Toukan discussed how, since the 1990s, Germany has maintained its role as a promoter of the two-state solution in Palestine and Israel at the international level through the soft power of arts and cultural funding. At the same time, “Germany has actively worked to dilute the memory of Palestinians living in its midst, in the name of the nation’s culture of atonement.” Drawing from Walter Mignolo’s “epistemological disobedience” and Jacques Rancière’s reflections on disrupting “the sayable and thinkable,” Toukan uncovered how German policy-making abroad and at home is now “being disrupted and interrogated by the very actors it has traditionally relied on to financially and morally sustain its image as a liberal and tolerant promoter of pluralism and diversity.”

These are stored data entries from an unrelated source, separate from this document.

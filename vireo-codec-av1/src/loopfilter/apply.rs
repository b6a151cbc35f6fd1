// Vireo
// Copyright (c) 2026 The Project Vireo Developers.
//
// This Source Code Form is subject to the terms of the Mozilla Public
// License, v. 2.0. If a copy of the MPL was not distributed with this
// file, You can obtain one at https://mozilla.org/MPL/2.0/.

use crate::common::Plane;

use super::level::{LoopFilterInfo, LoopFilterThresh};
use super::mask::{LoopFilterMask, TxClass};
use super::EdgeDir;

/// The number of pixels on each side of an edge read by a filter.
#[derive(Copy, Clone, Debug, PartialEq, Eq, Hash)]
pub enum FilterLength {
    Taps4,
    Taps6,
    Taps8,
    Taps16,
}

impl FilterLength {
    pub fn taps(self) -> usize {
        match self {
            FilterLength::Taps4 => 4,
            FilterLength::Taps6 => 6,
            FilterLength::Taps8 => 8,
            FilterLength::Taps16 => 16,
        }
    }
}

/// A 4 pixel long edge segment to filter.
#[derive(Copy, Clone, Debug, PartialEq, Eq)]
pub struct FilterEdge {
    pub plane: Plane,
    pub dir: EdgeDir,
    /// Plane position of the first pixel right of, or below, the edge.
    pub x: usize,
    pub y: usize,
    pub length: FilterLength,
    pub thresh: LoopFilterThresh,
    /// The thresholds of the next 4 pixel segment along the edge, if it is filtered by the same
    /// call. The next segment is below a vertical edge, or right of a horizontal edge.
    pub dual: Option<LoopFilterThresh>,
}

/// `EdgeFilter` performs the pixel arithmetic of the deblocking filter.
pub trait EdgeFilter {
    fn filter(&mut self, edge: &FilterEdge);
}

impl<F: FnMut(&FilterEdge)> EdgeFilter for F {
    fn filter(&mut self, edge: &FilterEdge) {
        self(edge)
    }
}

/// Options of the applier.
#[derive(Copy, Clone, Debug)]
pub struct ApplierOptions {
    /// Use the 6-tap filter for 8 and 16 pixel chroma edges.
    pub chroma_6tap: bool,
    /// Filter two adjacent segments of equal length in one call.
    pub combine_dual: bool,
}

impl Default for ApplierOptions {
    fn default() -> Self {
        ApplierOptions { chroma_6tap: true, combine_dual: true }
    }
}

/// The classes of a line of units, one bit per unit.
#[derive(Copy, Clone, Default)]
struct LineClasses {
    c16: u32,
    c8: u32,
    c4: u32,
}

impl LineClasses {
    #[inline(always)]
    fn any(&self) -> u32 {
        self.c16 | self.c8 | self.c4
    }

    #[inline(always)]
    fn class_at(&self, pos: u32) -> Option<TxClass> {
        let bit = 1 << pos;

        if self.c16 & bit != 0 {
            Some(TxClass::Tx16)
        }
        else if self.c8 & bit != 0 {
            Some(TxClass::Tx8)
        }
        else if self.c4 & bit != 0 {
            Some(TxClass::Tx4)
        }
        else {
            None
        }
    }
}

/// `LoopFilterApplier` visits the edges of a [`LoopFilterMask`] in filtering order.
pub struct LoopFilterApplier<'a> {
    info: &'a LoopFilterInfo,
    options: ApplierOptions,
}

impl<'a> LoopFilterApplier<'a> {
    pub fn new(info: &'a LoopFilterInfo, options: ApplierOptions) -> Self {
        LoopFilterApplier { info, options }
    }

    /// Filters all edges of the mask for a plane: the vertical edges, then the horizontal edges.
    pub fn filter_mask<F: EdgeFilter + ?Sized>(
        &self,
        mask: &LoopFilterMask,
        plane: Plane,
        filter: &mut F,
    ) {
        self.filter_vertical(mask, plane, filter);
        self.filter_horizontal(mask, plane, filter);
    }

    fn length(&self, plane: Plane, class: TxClass) -> FilterLength {
        match (plane, class) {
            (_, TxClass::Tx4) => FilterLength::Taps4,
            (Plane::Y, TxClass::Tx8) => FilterLength::Taps8,
            (Plane::Y, _) => FilterLength::Taps16,
            (_, _) if self.options.chroma_6tap => FilterLength::Taps6,
            (_, TxClass::Tx8) => FilterLength::Taps8,
            (_, _) => FilterLength::Taps16,
        }
    }

    /// Gets the rows, columns, and unit origin of a plane of the mask.
    fn plane_dims(mask: &LoopFilterMask, plane: Plane) -> (usize, usize, usize, usize) {
        match plane {
            Plane::Y => (mask.rows, mask.cols, mask.mi_row, mask.mi_col),
            _ => {
                let (unit_row, unit_col) = (mask.mi_row >> mask.ss_y, mask.mi_col >> mask.ss_x);
                (mask.uv_rows(), mask.uv_cols(), unit_row, unit_col)
            }
        }
    }

    fn line(mask: &LoopFilterMask, plane: Plane, dir: EdgeDir, row: usize) -> LineClasses {
        let classes = match (plane, dir) {
            (Plane::Y, EdgeDir::Vertical) => &mask.left_y,
            (Plane::Y, EdgeDir::Horizontal) => &mask.above_y,
            (_, EdgeDir::Vertical) => &mask.left_uv,
            (_, EdgeDir::Horizontal) => &mask.above_uv,
        };

        LineClasses {
            c16: u32::from(classes[TxClass::Tx16.index()].row(row)),
            c8: u32::from(classes[TxClass::Tx8.index()].row(row)),
            c4: u32::from(classes[TxClass::Tx4.index()].row(row)),
        }
    }

    fn level(mask: &LoopFilterMask, plane: Plane, dir: EdgeDir, row: usize, col: usize) -> u8 {
        match plane {
            Plane::Y => mask.lfl_y[dir.index()][row][col],
            Plane::U => mask.lfl_uv[0][row][col],
            Plane::V => mask.lfl_uv[1][row][col],
        }
    }

    /// Filters the vertical edges of a plane, two rows of units at a time.
    pub fn filter_vertical<F: EdgeFilter + ?Sized>(
        &self,
        mask: &LoopFilterMask,
        plane: Plane,
        filter: &mut F,
    ) {
        let dir = EdgeDir::Vertical;
        let (rows, _, unit_row, unit_col) = Self::plane_dims(mask, plane);

        for row in (0..rows).step_by(2) {
            let first = Self::line(mask, plane, dir, row);
            let second = if row + 1 < rows {
                Self::line(mask, plane, dir, row + 1)
            }
            else {
                LineClasses::default()
            };

            let mut bits = first.any() | second.any();

            while bits != 0 {
                let col = bits.trailing_zeros();
                bits &= bits - 1;

                let c = col as usize;

                let edge = |r: usize, class: Option<TxClass>| {
                    let level = Self::level(mask, plane, dir, r, c);
                    class.filter(|_| level != 0).map(|class| FilterEdge {
                        plane,
                        dir,
                        x: (unit_col + c) * 4,
                        y: (unit_row + r) * 4,
                        length: self.length(plane, class),
                        thresh: *self.info.thresholds(level),
                        dual: None,
                    })
                };

                let top = edge(row, first.class_at(col));
                let bottom =
                    if row + 1 < rows { edge(row + 1, second.class_at(col)) } else { None };

                match (top, bottom) {
                    (Some(top), Some(bottom))
                        if self.options.combine_dual && top.length == bottom.length =>
                    {
                        filter.filter(&FilterEdge { dual: Some(bottom.thresh), ..top });
                    }
                    (top, bottom) => {
                        if let Some(top) = top {
                            filter.filter(&top);
                        }
                        if let Some(bottom) = bottom {
                            filter.filter(&bottom);
                        }
                    }
                }
            }
        }
    }

    /// Filters the horizontal edges of a plane, one row of units at a time.
    pub fn filter_horizontal<F: EdgeFilter + ?Sized>(
        &self,
        mask: &LoopFilterMask,
        plane: Plane,
        filter: &mut F,
    ) {
        let dir = EdgeDir::Horizontal;
        let (rows, _, unit_row, unit_col) = Self::plane_dims(mask, plane);

        for row in 0..rows {
            let line = Self::line(mask, plane, dir, row);

            let mut bits = line.any();

            while bits != 0 {
                let col = bits.trailing_zeros();
                bits &= bits - 1;

                let c = col as usize;

                let level = Self::level(mask, plane, dir, row, c);

                let class = match line.class_at(col) {
                    Some(class) if level != 0 => class,
                    _ => continue,
                };

                let mut edge = FilterEdge {
                    plane,
                    dir,
                    x: (unit_col + c) * 4,
                    y: (unit_row + row) * 4,
                    length: self.length(plane, class),
                    thresh: *self.info.thresholds(level),
                    dual: None,
                };

                // Pair with the next unit when it carries the same class.
                if self.options.combine_dual && bits & (1 << (col + 1)) != 0 {
                    let next_level = Self::level(mask, plane, dir, row, c + 1);

                    if next_level != 0 && line.class_at(col + 1) == Some(class) {
                        edge.dual = Some(*self.info.thresholds(next_level));
                        bits &= !(1 << (col + 1));
                    }
                }

                filter.filter(&edge);
            }
        }
    }
}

Alongside two students from other Berlin universities, Constantin moderated a discussion on organizing reading and analysis groups on Palestine in participants’ respective cities. Scholars and students reflected on how they can “identify leverage points for change, and foster spaces where alternative narratives can emerge and flourish to resist cultural domination and imperial erasure.”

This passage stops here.